WORK ITEM
In the records below, locate the line containing "assert_eq!(config.notes_per_card, 60);", then output that line and all later lines exactly, through the last one.

-------- INPUT DATA --------

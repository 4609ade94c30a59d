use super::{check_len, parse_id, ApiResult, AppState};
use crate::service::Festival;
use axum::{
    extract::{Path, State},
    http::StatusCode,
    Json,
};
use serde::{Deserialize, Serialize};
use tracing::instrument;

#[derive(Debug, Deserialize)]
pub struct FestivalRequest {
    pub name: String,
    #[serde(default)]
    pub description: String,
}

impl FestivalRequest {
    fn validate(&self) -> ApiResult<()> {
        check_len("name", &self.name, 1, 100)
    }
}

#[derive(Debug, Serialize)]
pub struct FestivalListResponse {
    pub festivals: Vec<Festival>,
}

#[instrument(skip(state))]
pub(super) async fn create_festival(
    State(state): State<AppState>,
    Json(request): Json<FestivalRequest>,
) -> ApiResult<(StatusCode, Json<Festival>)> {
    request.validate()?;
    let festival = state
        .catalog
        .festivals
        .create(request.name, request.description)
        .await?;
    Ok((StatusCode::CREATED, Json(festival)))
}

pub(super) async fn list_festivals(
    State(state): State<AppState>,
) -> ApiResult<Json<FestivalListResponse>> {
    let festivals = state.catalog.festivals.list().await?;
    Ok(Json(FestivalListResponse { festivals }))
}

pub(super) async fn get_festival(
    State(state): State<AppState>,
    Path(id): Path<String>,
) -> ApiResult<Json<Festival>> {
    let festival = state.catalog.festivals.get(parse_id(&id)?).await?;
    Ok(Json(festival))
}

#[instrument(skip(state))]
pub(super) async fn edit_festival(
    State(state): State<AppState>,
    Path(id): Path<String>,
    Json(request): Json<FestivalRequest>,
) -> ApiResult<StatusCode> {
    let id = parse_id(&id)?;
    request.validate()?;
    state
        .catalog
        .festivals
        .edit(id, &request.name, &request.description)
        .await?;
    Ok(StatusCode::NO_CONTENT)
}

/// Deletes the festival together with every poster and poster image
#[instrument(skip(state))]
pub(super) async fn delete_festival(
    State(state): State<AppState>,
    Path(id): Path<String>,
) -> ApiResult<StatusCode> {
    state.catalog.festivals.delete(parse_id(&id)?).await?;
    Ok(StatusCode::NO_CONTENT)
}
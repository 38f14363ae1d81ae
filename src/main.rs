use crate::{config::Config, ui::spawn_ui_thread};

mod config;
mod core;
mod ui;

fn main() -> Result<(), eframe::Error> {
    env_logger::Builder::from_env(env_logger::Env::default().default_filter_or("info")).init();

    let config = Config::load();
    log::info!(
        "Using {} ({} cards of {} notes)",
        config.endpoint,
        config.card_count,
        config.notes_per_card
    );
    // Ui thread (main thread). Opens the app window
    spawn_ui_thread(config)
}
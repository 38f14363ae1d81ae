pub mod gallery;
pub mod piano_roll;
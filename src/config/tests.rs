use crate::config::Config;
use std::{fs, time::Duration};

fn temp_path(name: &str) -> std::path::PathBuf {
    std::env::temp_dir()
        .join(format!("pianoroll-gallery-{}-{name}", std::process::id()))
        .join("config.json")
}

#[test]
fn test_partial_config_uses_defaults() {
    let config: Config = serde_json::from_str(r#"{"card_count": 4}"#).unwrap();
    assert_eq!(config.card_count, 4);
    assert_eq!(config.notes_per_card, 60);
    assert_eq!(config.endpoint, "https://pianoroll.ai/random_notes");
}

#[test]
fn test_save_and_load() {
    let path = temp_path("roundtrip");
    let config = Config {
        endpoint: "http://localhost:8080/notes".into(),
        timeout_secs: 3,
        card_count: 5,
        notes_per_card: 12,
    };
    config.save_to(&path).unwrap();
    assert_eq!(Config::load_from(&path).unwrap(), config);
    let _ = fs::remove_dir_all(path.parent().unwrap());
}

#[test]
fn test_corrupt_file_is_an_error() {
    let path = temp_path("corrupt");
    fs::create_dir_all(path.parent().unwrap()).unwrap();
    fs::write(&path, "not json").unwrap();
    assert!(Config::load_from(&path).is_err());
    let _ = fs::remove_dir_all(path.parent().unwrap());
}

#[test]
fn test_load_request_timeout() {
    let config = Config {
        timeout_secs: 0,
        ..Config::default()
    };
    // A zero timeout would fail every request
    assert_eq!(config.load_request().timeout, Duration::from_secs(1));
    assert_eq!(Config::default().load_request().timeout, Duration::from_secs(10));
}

--------

ANSWER TO THE PROBLEM
    assert_eq!(config.notes_per_card, 60);
    assert_eq!(config.endpoint, "https://pianoroll.ai/random_notes");
}

#[test]
fn test_save_and_load() {
    let path = temp_path("roundtrip");
    let config = Config {
        endpoint: "http://localhost:8080/notes".into(),
        timeout_secs: 3,
        card_count: 5,
        notes_per_card: 12,
    };
    config.save_to(&path).unwrap();
    assert_eq!(Config::load_from(&path).unwrap(), config);
    let _ = fs::remove_dir_all(path.parent().unwrap());
}

#[test]
fn test_corrupt_file_is_an_error() {
    let path = temp_path("corrupt");
    fs::create_dir_all(path.parent().unwrap()).unwrap();
    fs::write(&path, "not json").unwrap();
    assert!(Config::load_from(&path).is_err());
    let _ = fs::remove_dir_all(path.parent().unwrap());
}

#[test]
fn test_load_request_timeout() {
    let config = Config {
        timeout_secs: 0,
        ..Config::default()
    };
    // A zero timeout would fail every request
    assert_eq!(config.load_request().timeout, Duration::from_secs(1));
    assert_eq!(Config::default().load_request().timeout, Duration::from_secs(10));
}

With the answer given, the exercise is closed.